Items listed in a dataset:
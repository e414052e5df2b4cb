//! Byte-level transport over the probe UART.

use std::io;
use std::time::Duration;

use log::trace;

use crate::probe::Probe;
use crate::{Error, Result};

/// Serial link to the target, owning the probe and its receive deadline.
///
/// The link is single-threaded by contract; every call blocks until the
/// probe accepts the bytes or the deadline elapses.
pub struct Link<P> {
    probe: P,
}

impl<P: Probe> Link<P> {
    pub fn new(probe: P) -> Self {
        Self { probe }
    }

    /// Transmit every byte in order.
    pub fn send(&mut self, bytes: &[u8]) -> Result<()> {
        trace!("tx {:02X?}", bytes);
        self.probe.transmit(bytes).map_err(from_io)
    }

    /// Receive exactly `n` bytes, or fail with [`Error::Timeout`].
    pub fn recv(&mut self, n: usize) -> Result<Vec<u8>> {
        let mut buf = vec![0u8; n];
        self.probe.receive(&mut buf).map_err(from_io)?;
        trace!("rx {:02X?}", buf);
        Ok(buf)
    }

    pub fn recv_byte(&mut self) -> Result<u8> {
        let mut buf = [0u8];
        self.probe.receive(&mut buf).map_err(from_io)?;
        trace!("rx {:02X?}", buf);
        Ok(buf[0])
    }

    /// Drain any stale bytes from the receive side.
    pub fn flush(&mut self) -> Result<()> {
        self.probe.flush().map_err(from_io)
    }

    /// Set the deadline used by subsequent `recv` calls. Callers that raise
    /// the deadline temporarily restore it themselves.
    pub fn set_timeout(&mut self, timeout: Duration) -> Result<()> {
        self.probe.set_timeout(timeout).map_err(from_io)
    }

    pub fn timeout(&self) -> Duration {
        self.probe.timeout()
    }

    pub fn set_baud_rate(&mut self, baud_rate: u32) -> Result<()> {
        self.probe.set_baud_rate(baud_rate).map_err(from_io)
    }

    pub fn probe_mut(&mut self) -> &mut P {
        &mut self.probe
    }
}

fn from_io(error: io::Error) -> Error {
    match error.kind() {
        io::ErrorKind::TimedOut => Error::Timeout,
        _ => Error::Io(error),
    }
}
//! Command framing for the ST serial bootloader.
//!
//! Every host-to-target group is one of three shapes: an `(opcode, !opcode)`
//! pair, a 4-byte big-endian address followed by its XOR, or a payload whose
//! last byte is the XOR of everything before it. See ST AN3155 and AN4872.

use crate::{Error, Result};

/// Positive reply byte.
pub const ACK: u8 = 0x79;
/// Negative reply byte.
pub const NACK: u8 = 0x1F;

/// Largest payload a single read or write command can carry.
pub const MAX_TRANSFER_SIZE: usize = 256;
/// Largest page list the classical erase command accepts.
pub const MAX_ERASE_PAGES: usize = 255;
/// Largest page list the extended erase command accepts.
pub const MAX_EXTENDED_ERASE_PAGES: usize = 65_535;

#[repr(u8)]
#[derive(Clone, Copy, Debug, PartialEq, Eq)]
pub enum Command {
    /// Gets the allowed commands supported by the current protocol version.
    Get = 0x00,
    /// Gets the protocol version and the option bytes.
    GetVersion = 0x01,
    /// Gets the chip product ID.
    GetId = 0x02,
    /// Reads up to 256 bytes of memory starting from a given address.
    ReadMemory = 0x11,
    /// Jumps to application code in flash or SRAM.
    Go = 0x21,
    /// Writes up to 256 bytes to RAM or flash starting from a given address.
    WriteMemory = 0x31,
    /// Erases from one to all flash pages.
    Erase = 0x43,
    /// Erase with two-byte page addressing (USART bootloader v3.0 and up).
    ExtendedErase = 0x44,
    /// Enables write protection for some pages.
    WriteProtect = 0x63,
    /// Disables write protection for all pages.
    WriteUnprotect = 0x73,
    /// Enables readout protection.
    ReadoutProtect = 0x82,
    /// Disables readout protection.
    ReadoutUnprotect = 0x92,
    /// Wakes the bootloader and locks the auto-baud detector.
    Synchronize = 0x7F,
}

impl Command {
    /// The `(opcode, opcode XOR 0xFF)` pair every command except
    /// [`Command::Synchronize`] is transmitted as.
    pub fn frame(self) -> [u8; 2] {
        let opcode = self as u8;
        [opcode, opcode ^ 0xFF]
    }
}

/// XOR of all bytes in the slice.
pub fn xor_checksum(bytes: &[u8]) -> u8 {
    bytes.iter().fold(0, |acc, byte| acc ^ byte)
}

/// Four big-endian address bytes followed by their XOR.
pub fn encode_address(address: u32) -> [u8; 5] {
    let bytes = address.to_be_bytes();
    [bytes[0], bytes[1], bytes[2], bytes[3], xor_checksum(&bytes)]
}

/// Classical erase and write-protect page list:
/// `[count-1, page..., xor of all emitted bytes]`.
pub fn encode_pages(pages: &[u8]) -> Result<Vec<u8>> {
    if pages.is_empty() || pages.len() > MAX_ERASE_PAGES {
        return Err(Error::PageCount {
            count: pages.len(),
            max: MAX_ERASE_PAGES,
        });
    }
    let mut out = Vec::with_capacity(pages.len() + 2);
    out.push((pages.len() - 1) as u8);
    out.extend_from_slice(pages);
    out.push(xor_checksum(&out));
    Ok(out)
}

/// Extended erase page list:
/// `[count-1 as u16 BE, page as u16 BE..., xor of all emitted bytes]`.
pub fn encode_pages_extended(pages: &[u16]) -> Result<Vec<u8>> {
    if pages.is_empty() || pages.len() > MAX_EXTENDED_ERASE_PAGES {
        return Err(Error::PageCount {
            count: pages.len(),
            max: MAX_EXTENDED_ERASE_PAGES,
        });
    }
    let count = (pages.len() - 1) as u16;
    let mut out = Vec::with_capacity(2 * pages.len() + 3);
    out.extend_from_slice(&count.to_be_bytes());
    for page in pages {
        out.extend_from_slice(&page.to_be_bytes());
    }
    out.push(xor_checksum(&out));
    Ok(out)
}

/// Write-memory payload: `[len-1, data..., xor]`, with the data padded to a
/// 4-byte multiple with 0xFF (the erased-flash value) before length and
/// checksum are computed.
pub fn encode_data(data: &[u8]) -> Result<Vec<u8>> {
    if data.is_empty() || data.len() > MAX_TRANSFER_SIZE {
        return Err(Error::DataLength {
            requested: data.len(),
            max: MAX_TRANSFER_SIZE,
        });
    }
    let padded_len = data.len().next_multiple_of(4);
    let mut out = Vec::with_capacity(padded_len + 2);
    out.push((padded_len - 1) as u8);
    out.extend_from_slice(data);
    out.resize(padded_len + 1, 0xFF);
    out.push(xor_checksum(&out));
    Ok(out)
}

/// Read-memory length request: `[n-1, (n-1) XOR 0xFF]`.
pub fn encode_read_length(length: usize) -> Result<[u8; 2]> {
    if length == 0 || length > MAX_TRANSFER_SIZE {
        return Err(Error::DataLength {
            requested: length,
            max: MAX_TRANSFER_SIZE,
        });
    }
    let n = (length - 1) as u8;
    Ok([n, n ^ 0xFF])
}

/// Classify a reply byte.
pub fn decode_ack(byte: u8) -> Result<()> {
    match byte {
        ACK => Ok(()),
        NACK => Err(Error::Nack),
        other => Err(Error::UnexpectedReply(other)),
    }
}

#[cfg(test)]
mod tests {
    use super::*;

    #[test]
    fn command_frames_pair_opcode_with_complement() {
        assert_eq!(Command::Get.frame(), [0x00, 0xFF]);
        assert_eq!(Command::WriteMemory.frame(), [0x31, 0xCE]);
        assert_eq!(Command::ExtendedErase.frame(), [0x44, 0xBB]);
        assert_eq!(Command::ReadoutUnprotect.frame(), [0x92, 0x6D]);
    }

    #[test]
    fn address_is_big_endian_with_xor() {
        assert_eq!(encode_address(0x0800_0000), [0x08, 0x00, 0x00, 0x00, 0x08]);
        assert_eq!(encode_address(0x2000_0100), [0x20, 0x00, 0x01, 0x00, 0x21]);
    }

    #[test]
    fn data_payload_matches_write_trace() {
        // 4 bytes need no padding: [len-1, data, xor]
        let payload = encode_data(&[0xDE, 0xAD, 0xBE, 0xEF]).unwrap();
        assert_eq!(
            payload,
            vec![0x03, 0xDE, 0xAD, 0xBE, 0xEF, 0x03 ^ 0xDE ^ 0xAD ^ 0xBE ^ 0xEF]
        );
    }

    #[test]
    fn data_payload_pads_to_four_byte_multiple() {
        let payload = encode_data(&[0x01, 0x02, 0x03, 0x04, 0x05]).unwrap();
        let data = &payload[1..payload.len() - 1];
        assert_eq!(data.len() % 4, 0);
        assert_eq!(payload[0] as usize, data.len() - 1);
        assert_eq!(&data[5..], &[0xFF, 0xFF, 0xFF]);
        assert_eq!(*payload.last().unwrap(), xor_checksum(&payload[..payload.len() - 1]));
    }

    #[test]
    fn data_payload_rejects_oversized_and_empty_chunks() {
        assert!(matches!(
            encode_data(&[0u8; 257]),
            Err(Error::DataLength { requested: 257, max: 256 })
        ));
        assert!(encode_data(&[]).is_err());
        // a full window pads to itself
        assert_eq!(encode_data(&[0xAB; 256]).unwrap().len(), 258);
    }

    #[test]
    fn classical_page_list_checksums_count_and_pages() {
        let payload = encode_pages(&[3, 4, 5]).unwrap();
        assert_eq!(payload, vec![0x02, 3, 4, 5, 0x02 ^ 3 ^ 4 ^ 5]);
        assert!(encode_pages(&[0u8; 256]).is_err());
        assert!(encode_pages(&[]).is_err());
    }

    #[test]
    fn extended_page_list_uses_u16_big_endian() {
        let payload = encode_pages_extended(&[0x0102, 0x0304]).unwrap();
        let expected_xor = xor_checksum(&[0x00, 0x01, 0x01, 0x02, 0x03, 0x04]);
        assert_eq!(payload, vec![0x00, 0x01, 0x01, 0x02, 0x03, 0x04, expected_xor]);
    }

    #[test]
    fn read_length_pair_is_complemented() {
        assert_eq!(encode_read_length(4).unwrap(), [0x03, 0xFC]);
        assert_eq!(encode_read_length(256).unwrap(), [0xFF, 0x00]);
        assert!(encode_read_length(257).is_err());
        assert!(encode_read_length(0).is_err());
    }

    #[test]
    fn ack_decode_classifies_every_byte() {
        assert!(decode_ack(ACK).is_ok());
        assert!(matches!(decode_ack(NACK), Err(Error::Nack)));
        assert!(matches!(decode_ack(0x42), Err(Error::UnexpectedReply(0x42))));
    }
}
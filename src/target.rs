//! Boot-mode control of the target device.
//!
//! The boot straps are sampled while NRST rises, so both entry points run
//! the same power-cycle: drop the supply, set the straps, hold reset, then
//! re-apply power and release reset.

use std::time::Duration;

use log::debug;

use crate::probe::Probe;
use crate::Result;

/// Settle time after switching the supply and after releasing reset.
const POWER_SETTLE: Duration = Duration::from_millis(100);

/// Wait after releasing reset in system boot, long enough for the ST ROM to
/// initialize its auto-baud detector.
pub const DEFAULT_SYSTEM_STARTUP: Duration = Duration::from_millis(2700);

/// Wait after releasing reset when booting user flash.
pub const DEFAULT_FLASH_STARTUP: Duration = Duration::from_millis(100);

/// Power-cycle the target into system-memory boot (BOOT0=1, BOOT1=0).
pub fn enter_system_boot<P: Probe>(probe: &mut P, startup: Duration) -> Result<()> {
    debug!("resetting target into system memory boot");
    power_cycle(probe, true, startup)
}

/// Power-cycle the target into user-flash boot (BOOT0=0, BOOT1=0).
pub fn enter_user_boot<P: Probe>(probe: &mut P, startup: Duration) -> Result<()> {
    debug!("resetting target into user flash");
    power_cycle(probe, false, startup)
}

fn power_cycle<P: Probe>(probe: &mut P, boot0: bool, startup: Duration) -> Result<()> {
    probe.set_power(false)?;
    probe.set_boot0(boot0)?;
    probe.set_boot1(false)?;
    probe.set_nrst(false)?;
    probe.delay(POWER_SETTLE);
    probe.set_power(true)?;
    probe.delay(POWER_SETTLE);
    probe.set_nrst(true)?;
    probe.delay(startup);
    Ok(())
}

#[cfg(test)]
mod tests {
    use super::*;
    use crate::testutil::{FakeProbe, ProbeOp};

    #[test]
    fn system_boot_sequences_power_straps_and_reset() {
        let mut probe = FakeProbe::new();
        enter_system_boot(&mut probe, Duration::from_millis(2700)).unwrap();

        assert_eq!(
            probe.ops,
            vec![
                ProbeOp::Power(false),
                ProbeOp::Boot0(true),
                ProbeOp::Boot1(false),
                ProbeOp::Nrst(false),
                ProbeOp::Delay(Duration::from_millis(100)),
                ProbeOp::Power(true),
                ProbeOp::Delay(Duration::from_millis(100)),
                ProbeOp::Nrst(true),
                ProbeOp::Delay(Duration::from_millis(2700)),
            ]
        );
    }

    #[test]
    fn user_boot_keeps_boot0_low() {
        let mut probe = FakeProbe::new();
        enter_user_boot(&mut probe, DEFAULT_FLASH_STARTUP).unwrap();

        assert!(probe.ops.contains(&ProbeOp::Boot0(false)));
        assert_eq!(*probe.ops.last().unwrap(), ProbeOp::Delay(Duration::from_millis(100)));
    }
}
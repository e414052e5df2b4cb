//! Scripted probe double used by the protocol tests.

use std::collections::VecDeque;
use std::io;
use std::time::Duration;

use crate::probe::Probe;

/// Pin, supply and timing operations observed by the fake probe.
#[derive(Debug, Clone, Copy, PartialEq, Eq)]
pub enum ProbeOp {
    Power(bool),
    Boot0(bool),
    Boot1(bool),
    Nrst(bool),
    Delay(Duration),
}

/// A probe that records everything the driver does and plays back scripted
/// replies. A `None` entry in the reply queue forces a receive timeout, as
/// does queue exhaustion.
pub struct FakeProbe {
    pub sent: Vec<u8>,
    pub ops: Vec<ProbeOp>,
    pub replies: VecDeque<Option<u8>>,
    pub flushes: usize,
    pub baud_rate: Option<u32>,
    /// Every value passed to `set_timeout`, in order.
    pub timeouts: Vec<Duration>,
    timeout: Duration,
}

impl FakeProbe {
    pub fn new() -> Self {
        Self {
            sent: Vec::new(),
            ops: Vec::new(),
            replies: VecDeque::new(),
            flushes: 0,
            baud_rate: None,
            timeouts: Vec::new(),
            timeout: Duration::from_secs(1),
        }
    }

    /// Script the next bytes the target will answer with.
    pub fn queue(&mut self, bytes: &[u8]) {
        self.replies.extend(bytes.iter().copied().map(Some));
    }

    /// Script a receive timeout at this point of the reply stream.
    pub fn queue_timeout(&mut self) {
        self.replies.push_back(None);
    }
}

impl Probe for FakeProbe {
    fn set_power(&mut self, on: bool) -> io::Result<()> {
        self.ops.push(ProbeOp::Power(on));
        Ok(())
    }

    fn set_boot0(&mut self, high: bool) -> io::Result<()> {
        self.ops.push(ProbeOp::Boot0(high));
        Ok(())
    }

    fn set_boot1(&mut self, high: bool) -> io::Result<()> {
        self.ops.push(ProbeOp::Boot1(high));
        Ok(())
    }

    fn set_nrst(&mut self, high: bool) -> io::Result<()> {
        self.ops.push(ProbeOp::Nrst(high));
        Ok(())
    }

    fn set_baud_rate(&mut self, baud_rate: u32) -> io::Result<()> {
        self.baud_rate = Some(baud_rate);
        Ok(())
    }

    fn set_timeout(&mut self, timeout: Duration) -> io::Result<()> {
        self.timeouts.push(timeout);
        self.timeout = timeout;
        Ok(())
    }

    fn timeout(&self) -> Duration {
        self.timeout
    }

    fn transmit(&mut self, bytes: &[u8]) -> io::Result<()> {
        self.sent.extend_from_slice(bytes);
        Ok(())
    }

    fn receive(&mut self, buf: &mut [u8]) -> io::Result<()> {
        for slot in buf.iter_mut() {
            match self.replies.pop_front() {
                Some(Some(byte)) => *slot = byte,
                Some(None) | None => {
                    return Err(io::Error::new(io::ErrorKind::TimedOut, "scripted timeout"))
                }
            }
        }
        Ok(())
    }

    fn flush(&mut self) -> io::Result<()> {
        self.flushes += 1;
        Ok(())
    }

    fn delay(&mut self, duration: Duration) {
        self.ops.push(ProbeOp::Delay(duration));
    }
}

- **TASK REQUIREMENTS**
Looking at the data above, write out exactly the lines that start at the one containing "self.baud_rate = Some(baud_rate);" and end at the one containing "for slot in"; include both and nothing beyond.

- **SOLUTION TO THE EXERCISE**
        self.baud_rate = Some(baud_rate);
        Ok(())
    }

    fn set_timeout(&mut self, timeout: Duration) -> io::Result<()> {
        self.timeouts.push(timeout);
        self.timeout = timeout;
        Ok(())
    }

    fn timeout(&self) -> Duration {
        self.timeout
    }

    fn transmit(&mut self, bytes: &[u8]) -> io::Result<()> {
        self.sent.extend_from_slice(bytes);
        Ok(())
    }

    fn receive(&mut self, buf: &mut [u8]) -> io::Result<()> {
        for slot in buf.iter_mut() {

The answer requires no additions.